Many of us who believe in Web 2.0 (the concept, not the buzzword) have come to accept the wisdom of crowds like an article of faith. The Frontal Cortex describes a Columbia University sociology experiment that might undermine our dogma (apparently I missed it in Science):

In our study, published last year in Science, more than 14,000 participants registered at our Web site, Music Lab (www.musiclab.columbia.edu), and were asked to listen to, rate and, if they chose, download songs by bands they had never heard of. Some of the participants saw only the names of the songs and bands, while others also saw how many times the songs had been downloaded by previous participants. This second group — in what we called the “social influence” condition — was further split into eight parallel “worlds” such that participants could see the prior downloads of people only in their own world. We didn’t manipulate any of these rankings — all the artists in all the worlds started out identically, with zero downloads — but because the different worlds were kept separate, they subsequently evolved independently of one another.

This setup let us test the possibility of prediction in two very direct ways. First, if people know what they like regardless of what they think other people like, the most successful songs should draw about the same amount of the total market share in both the independent and social-influence conditions — that is, hits shouldn’t be any bigger just because the people downloading them know what other people downloaded. And second, the very same songs — the “best” ones — should become hits in all social-influence worlds.
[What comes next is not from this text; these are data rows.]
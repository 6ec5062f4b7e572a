use serde_json::{Number, Value};

use crate::{ErrorKind, Result};

/// Copy a json value, normalising numeric representations on the way.
///
/// Devices hand back numbers as floats while submitted configs often carry
/// integers; comparisons must treat `1` and `1.0` as the same value, so
/// every number is re-expressed as f64 before use.
pub fn deep_copy(value: &Value) -> Value {
    match value {
        Value::Number(n) => match n.as_f64().and_then(Number::from_f64) {
            Some(f) => Value::Number(f),
            None => value.clone(),
        },
        Value::Array(items) => Value::Array(items.iter().map(deep_copy).collect()),
        Value::Object(map) => Value::Object(map.iter().map(|(k, v)| (k.clone(), deep_copy(v))).collect()),
        other => other.clone(),
    }
}

/// Structural equality after numeric normalisation.
pub fn deep_equal(a: &Value, b: &Value) -> bool {
    deep_copy(a) == deep_copy(b)
}

/// Is every field of `fields` present and equal in `expected`?
///
/// For objects this is subset equality: `expected` may carry extra keys.
/// Any other json type requires full structural equality. Mismatched types
/// compare false; two nulls compare true. `fields` being a lower bound is
/// what lets the diff engine skip updates the device already satisfies.
pub fn fields_is_expected(fields: &Value, expected: &Value) -> bool {
    if std::mem::discriminant(fields) != std::mem::discriminant(expected) {
        return false;
    }
    match (fields, expected) {
        (Value::Null, Value::Null) => true,
        (Value::Object(fs), Value::Object(es)) => fs.iter().all(|(k, v)| match es.get(k) {
            Some(e) => deep_equal(v, e),
            None => false,
        }),
        _ => deep_equal(fields, expected),
    }
}

/// Join the non-empty parts with `/` to form a resource key.
pub fn keyname(parts: &[&str]) -> String {
    parts
        .iter()
        .filter(|p| !p.is_empty())
        .cloned()
        .collect::<Vec<_>>()
        .join("/")
}

/// Chunk `s` into `size`-byte blocks.
///
/// A zero size is a caller error; sizes at or above the input length yield
/// the input unsplit.
pub fn split_blocks(s: &str, size: usize) -> Result<Vec<String>> {
    if size == 0 {
        return Err(ErrorKind::BlockSize.into());
    }
    if size >= s.len() {
        return Ok(vec![s.to_string()]);
    }
    Ok(s.as_bytes()
        .chunks(size)
        .map(|c| String::from_utf8_lossy(c).into_owned())
        .collect())
}

/// Order-preserving dedup.
pub fn unified(items: Vec<String>) -> Vec<String> {
    let mut seen = std::collections::HashSet::new();
    let mut out = Vec::with_capacity(items.len());
    for i in items {
        if seen.insert(i.clone()) {
            out.push(i);
        }
    }
    out
}

/// Compare two name lists: returns (only in `b`, only in `a`, in both).
pub fn diff_strings(a: &[String], b: &[String]) -> (Vec<String>, Vec<String>, Vec<String>) {
    let mut remaining: std::collections::BTreeSet<&str> = a.iter().map(String::as_str).collect();
    let mut created = Vec::new();
    let mut unchanged = Vec::new();
    for n in b {
        if remaining.remove(n.as_str()) {
            unchanged.push(n.clone());
        } else {
            created.push(n.clone());
        }
    }
    let deleted = remaining.into_iter().map(String::from).collect();
    (created, deleted, unchanged)
}
use serde_json::{json, Map, Value};

use bigip_utils::split_blocks;

use crate::client::{Bigip, TENANT_PARTITION};
use crate::{ErrorKind, Result};

const DG_KIND: &str = "ltm/data-group/internal";
const DG_PREFIX: &str = "f5-kic_";
// the device rejects record strings beyond 65535 chars; stay far below it
const BLOCK_SIZE: usize = 1024;

/// Controller state persisted on the device itself, so a restarted
/// controller can recover what it deployed last.
#[derive(Debug, Clone, Default, PartialEq)]
pub struct PersistedConfig {
    pub cmkey: String,
    pub as3: String,
    pub rest: String,
    pub psmap: Map<String, Value>,
}

/// Flatten a persisted config into data-group records: base64-encoded
/// values chunked into indexed blocks.
fn build_records(pc: &PersistedConfig) -> Result<Vec<Value>> {
    let mut records = Vec::new();
    if !pc.cmkey.is_empty() {
        records.push(json!({ "name": "cmkey", "data": pc.cmkey }));
    }
    for (prefix, data) in &[("as3", &pc.as3), ("rest", &pc.rest)] {
        if data.is_empty() {
            continue;
        }
        let encoded = base64::encode(data);
        for (i, block) in split_blocks(&encoded, BLOCK_SIZE)?.iter().enumerate() {
            records.push(json!({ "name": format!("{}.{}", prefix, i), "data": block }));
        }
    }
    if !pc.psmap.is_empty() {
        let encoded = base64::encode(serde_json::to_vec(&pc.psmap)?);
        for (i, block) in split_blocks(&encoded, BLOCK_SIZE)?.iter().enumerate() {
            records.push(json!({ "name": format!("psmap.{}", i), "data": block }));
        }
    }
    Ok(records)
}

/// Reassemble a persisted config from the records of a data-group body.
fn parse_records(records: &[Value]) -> Result<PersistedConfig> {
    let mut pc = PersistedConfig::default();
    let mut b64as3 = String::new();
    let mut b64rest = String::new();
    let mut b64psmap = String::new();
    for record in records {
        let name = record
            .get("name")
            .and_then(Value::as_str)
            .ok_or_else(|| ErrorKind::MissingField("name".into(), "data-group record".into()))?;
        let data = record.get("data").and_then(Value::as_str).unwrap_or("");
        if name == "cmkey" {
            pc.cmkey = data.to_string();
        } else if name.starts_with("as3") {
            b64as3.push_str(data);
        } else if name.starts_with("rest") {
            b64rest.push_str(data);
        } else if name.starts_with("psmap") {
            b64psmap.push_str(data);
        } else {
            return Err(ErrorKind::UnknownRecord(name.to_string()).into());
        }
    }
    if !b64as3.is_empty() {
        pc.as3 = String::from_utf8_lossy(&base64::decode(&b64as3)?).into_owned();
    }
    if !b64rest.is_empty() {
        pc.rest = String::from_utf8_lossy(&base64::decode(&b64rest)?).into_owned();
    }
    if !b64psmap.is_empty() {
        let raw = base64::decode(&b64psmap)?;
        pc.psmap = serde_json::from_slice(&raw)?;
    }
    Ok(pc)
}

impl Bigip {
    /// Load persisted controller state, `None` when the group is absent.
    pub async fn load_data_group(&self, dgkey: &str) -> Result<Option<PersistedConfig>> {
        let dgname = format!("{}{}", DG_PREFIX, dgkey);
        let resp = match self.exist(DG_KIND, &dgname, TENANT_PARTITION, "").await? {
            None => return Ok(None),
            Some(v) => v,
        };
        let records = resp
            .get("records")
            .and_then(Value::as_array)
            .ok_or_else(|| ErrorKind::MissingField("records".into(), format!("data-group {}", dgname)))?
            .clone();
        Ok(Some(parse_records(&records)?))
    }

    /// Write persisted controller state, replacing the whole group.
    pub async fn save_data_group(&self, dgkey: &str, pc: &PersistedConfig) -> Result<()> {
        let dgname = format!("{}{}", DG_PREFIX, dgkey);
        let existing = self.exist(DG_KIND, &dgname, TENANT_PARTITION, "").await?;

        let mut body = Map::new();
        body.insert("name".into(), json!(dgname));
        body.insert("type".into(), json!("string"));
        body.insert("partition".into(), json!(TENANT_PARTITION));
        body.insert("records".into(), Value::Array(build_records(pc)?));

        match existing {
            None => self.deploy(DG_KIND, &dgname, TENANT_PARTITION, "", body).await,
            Some(_) => self.update(DG_KIND, &dgname, TENANT_PARTITION, "", body).await,
        }
    }

    /// Drop persisted controller state if present.
    pub async fn delete_data_group(&self, dgkey: &str) -> Result<()> {
        let dgname = format!("{}{}", DG_PREFIX, dgkey);
        match self.exist(DG_KIND, &dgname, TENANT_PARTITION, "").await? {
            None => Ok(()),
            Some(_) => self.delete(DG_KIND, &dgname, TENANT_PARTITION, "").await,
        }
    }
}

#[cfg(test)]
mod tests {
    use super::*;

    #[test]
    fn records_round_trip() {
        let mut psmap = Map::new();
        psmap.insert("gateway".into(), json!("10.0.0.254"));
        let pc = PersistedConfig {
            cmkey: "cm-1".into(),
            as3: "a".repeat(3000),
            rest: r#"{"":{"ltm/pool/web":{}}}"#.into(),
            psmap,
        };
        let records = build_records(&pc).unwrap();
        // the as3 payload alone base64-encodes to 4000 chars -> 4 blocks
        assert!(records.len() >= 6);
        let parsed = parse_records(&records).unwrap();
        assert_eq!(parsed, pc);
    }

    #[test]
    fn record_blocks_respect_the_size_cap() {
        let pc = PersistedConfig {
            as3: "x".repeat(10_000),
            ..Default::default()
        };
        for record in build_records(&pc).unwrap() {
            let data = record.get("data").and_then(Value::as_str).unwrap();
            assert!(data.len() <= BLOCK_SIZE);
        }
    }

    #[test]
    fn empty_fields_produce_no_records() {
        let records = build_records(&PersistedConfig::default()).unwrap();
        assert!(records.is_empty());
    }

    #[test]
    fn unknown_record_names_are_rejected() {
        let records = vec![json!({ "name": "bogus", "data": "zz" })];
        assert!(parse_records(&records).is_err());
    }
}
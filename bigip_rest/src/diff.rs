use std::collections::BTreeMap;

use serde_json::Value;

use bigip_utils::{fields_is_expected, keyname};

use crate::client::Bigip;
use crate::request::{opr2method, Method, Operation, RestRequest, Schedule};
use crate::state::{gather_kinds, Snapshot};
use crate::taxonomy::{layout_cmds, sort_cmds};
use crate::{ErrorKind, Result};

/// Declarative configuration: folder -> "<kind>/<name>" -> body.
///
/// The empty folder key addresses the partition root.
pub type ConfigTree = BTreeMap<String, BTreeMap<String, Value>>;

type RequestsByKind = BTreeMap<String, Vec<RestRequest>>;

fn get_from_exists<'a>(live: &'a Snapshot, kind: &str, partition: &str, subfolder: &str, name: &str) -> Option<&'a Value> {
    live.get(kind)?.get(&keyname(&[partition, subfolder, name]))
}

/// Stage 1: turn one side of the configuration into typed requests,
/// pre-classified against live presence.
///
/// Requests parked with a non-inline schedule never enter the pipeline.
fn cfg_to_requests(partition: &str, operation: Operation, cfg: &ConfigTree, live: &Snapshot) -> Result<RequestsByKind> {
    debug!(
        "generating '{:?}' cmds for partition {}'s config",
        operation, partition
    );
    let mut rrs = RequestsByKind::new();

    for (folder, ress) in cfg {
        if !folder.is_empty() {
            let mut r = RestRequest::folder(folder, partition);
            r.method = opr2method(
                operation,
                get_from_exists(live, "sys/folder", partition, "", folder).is_some(),
            );
            rrs.entry("sys/folder".to_string()).or_default().push(r);
        }

        for (tn, body) in ress {
            let (kind, name) = tn
                .rsplit_once('/')
                .ok_or_else(|| ErrorKind::MalformedTypedName(tn.clone()))?;
            let root = kind.split('/').next().unwrap_or_default();
            let r = match root {
                "ltm" | "net" | "sys" | "gtm" => {
                    let mut r = RestRequest::tm_resource(kind, name, partition, folder, body.clone());
                    r.method = opr2method(operation, get_from_exists(live, kind, partition, folder, name).is_some());
                    r
                }
                "shared" => RestRequest::shared_resource(kind, name, partition, folder, body, operation)?,
                other => return Err(ErrorKind::UnsupportedRootKind(other.to_string()).into()),
            };
            if r.schedule != Schedule::Inline {
                continue;
            }
            rrs.entry(kind.to_string()).or_default().push(r);
        }
    }
    Ok(rrs)
}

/// Stage 2: reconcile the delete-side and create-side request maps into
/// create/delete/update lists, then reclassify each candidate against the
/// live snapshot.
///
/// A create whose resource is already live degrades to an update, and an
/// update whose submitted fields the device already satisfies is dropped;
/// deploys converge to no-ops on a clean device.
fn sweep_cmds(dels: &RequestsByKind, crts: &RequestsByKind, live: &Snapshot) -> (Vec<RestRequest>, Vec<RestRequest>, Vec<RestRequest>) {
    let mut c = Vec::new();
    let mut d = Vec::new();
    let mut u = Vec::new();

    let kinds: std::collections::BTreeSet<&String> = dels.keys().chain(crts.keys()).collect();

    for kind in kinds {
        match (dels.get(kind.as_str()), crts.get(kind.as_str())) {
            (Some(dl), None) => d.extend(dl.iter().cloned()),
            (None, Some(cl)) => c.extend(cl.iter().cloned()),
            (Some(dl), Some(cl)) => {
                let dkeys: std::collections::BTreeSet<String> = dl.iter().map(|r| r.key()).collect();
                let ckeys: std::collections::BTreeSet<String> = cl.iter().map(|r| r.key()).collect();
                for r in cl {
                    if dkeys.contains(&r.key()) {
                        u.push(r.clone());
                    } else {
                        c.push(r.clone());
                    }
                }
                for r in dl {
                    if !ckeys.contains(&r.key()) {
                        d.push(r.clone());
                    }
                }
            }
            (None, None) => {}
        }
    }

    let lookup = |r: &RestRequest| -> Option<Value> {
        get_from_exists(live, &r.kind, &r.partition, &r.subfolder, &r.res_name).cloned()
    };

    let mut cc = Vec::new();
    let mut dd = Vec::new();
    let mut uu = Vec::new();

    for mut r in c {
        match lookup(&r) {
            None => {
                r.method = Method::Post;
                cc.push(r);
            }
            Some(actual) => {
                if let Some(submitted) = r.body.as_json() {
                    if !fields_is_expected(submitted, &actual) {
                        r.method = Method::Patch;
                        uu.push(r);
                    }
                }
            }
        }
    }
    for mut r in d {
        if lookup(&r).is_some() {
            r.method = Method::Delete;
            dd.push(r);
        }
    }
    for mut r in u {
        match lookup(&r) {
            None => {
                r.method = Method::Post;
                cc.push(r);
            }
            Some(actual) => {
                if let Some(submitted) = r.body.as_json() {
                    if !fields_is_expected(submitted, &actual) {
                        r.method = Method::Patch;
                        uu.push(r);
                    }
                }
            }
        }
    }

    (cc, dd, uu)
}

// a virtual-address created under a legacy naming convention carries a
// name that is not its address; such resources must be rebuilt, patching
// them in place is rejected by the device
fn virtual_address_name_mismatched(reqs: &[RestRequest]) -> bool {
    reqs.iter().any(|r| match r.body.as_json().and_then(|b| b.get("address")).and_then(Value::as_str) {
        Some(addr) => addr != r.res_name,
        None => false,
    })
}

/// Compute the full ordered command list for reconciling `partition` from
/// `ocfg` to `ncfg` given the live snapshot.
pub fn gen_cmds(
    partition: &str,
    ocfg: Option<&ConfigTree>,
    ncfg: Option<&ConfigTree>,
    live: &Snapshot,
) -> Result<Vec<RestRequest>> {
    let mut r_dels = match ocfg {
        Some(cfg) => cfg_to_requests(partition, Operation::Delete, cfg, live)?,
        None => RequestsByKind::new(),
    };
    let mut r_crts = match ncfg {
        Some(cfg) => cfg_to_requests(partition, Operation::Deploy, cfg, live)?,
        None => RequestsByKind::new(),
    };

    const VIRTUAL_KINDS: [&str; 2] = ["ltm/virtual", "ltm/virtual-address"];

    // Virtual-addresses whose name drifted from their address (a leftover
    // of migrations from other orchestrators) cannot be reconciled in
    // place: the pair of virtual + address is torn down and re-created
    // after the main command list, bypassing the live comparison.
    let mut vcmd_dels = Vec::new();
    let mut vcmd_crts = Vec::new();
    let mut va_reqs: Vec<RestRequest> = Vec::new();
    for side in &[&r_dels, &r_crts] {
        if let Some(l) = side.get("ltm/virtual-address") {
            va_reqs.extend(l.iter().cloned());
        }
    }
    if virtual_address_name_mismatched(&va_reqs) {
        let submap = |m: &RequestsByKind| -> RequestsByKind {
            VIRTUAL_KINDS
                .iter()
                .filter_map(|k| m.get(*k).map(|l| (k.to_string(), l.clone())))
                .collect()
        };
        let (cvl, dvl, uvl) = sweep_cmds(&submap(&r_dels), &submap(&r_crts), live);
        if cvl.len() + dvl.len() + uvl.len() != 0 {
            let mut dels_list = Vec::new();
            let mut crts_list = Vec::new();
            for k in &VIRTUAL_KINDS {
                dels_list.extend(r_dels.remove(*k).unwrap_or_default());
                crts_list.extend(r_crts.remove(*k).unwrap_or_default());
            }
            vcmd_dels = sort_cmds(dels_list, true);
            for r in &mut vcmd_dels {
                r.method = Method::Delete;
            }
            vcmd_crts = sort_cmds(crts_list, false);
            for r in &mut vcmd_crts {
                r.method = Method::Post;
            }
        }
    }

    let (cl, dl, ul) = sweep_cmds(&r_dels, &r_crts, live);
    let mut cmds = layout_cmds(cl, dl, ul);
    cmds.extend(vcmd_dels);
    cmds.extend(vcmd_crts);

    if let Ok(bcmds) = serde_json::to_string(&cmds) {
        debug!("commands: {}", bcmds);
    }
    Ok(cmds)
}

impl Bigip {
    /// Fetch live state and compute the ordered command list.
    pub async fn gen_rest_requests(
        &self,
        partition: &str,
        ocfg: Option<&ConfigTree>,
        ncfg: Option<&ConfigTree>,
    ) -> Result<Vec<RestRequest>> {
        let _t = bigip_utils::metrics::time_it("gen_rest_requests");
        let kinds = gather_kinds(ocfg, ncfg);
        let live = self.get_existing_resources(partition, &kinds).await?;
        gen_cmds(partition, ocfg, ncfg, &live)
    }
}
What we found, however, was exactly the opposite. In all the social-influence worlds, the most popular songs were much more popular (and the least popular songs were less popular) than in the independent condition. At the same time, however, the particular songs that became hits were different in different worlds, just as cumulative-advantage theory would predict. Introducing social influence into human decision making, in other words, didn’t just make the hits bigger; it also made them more unpredictable.

I don’t accept this one study as proof that the entire user-centric content rating system is a failure (or random), but it does highlight some of the perils of a “winner takes most” mode of cultural evolution.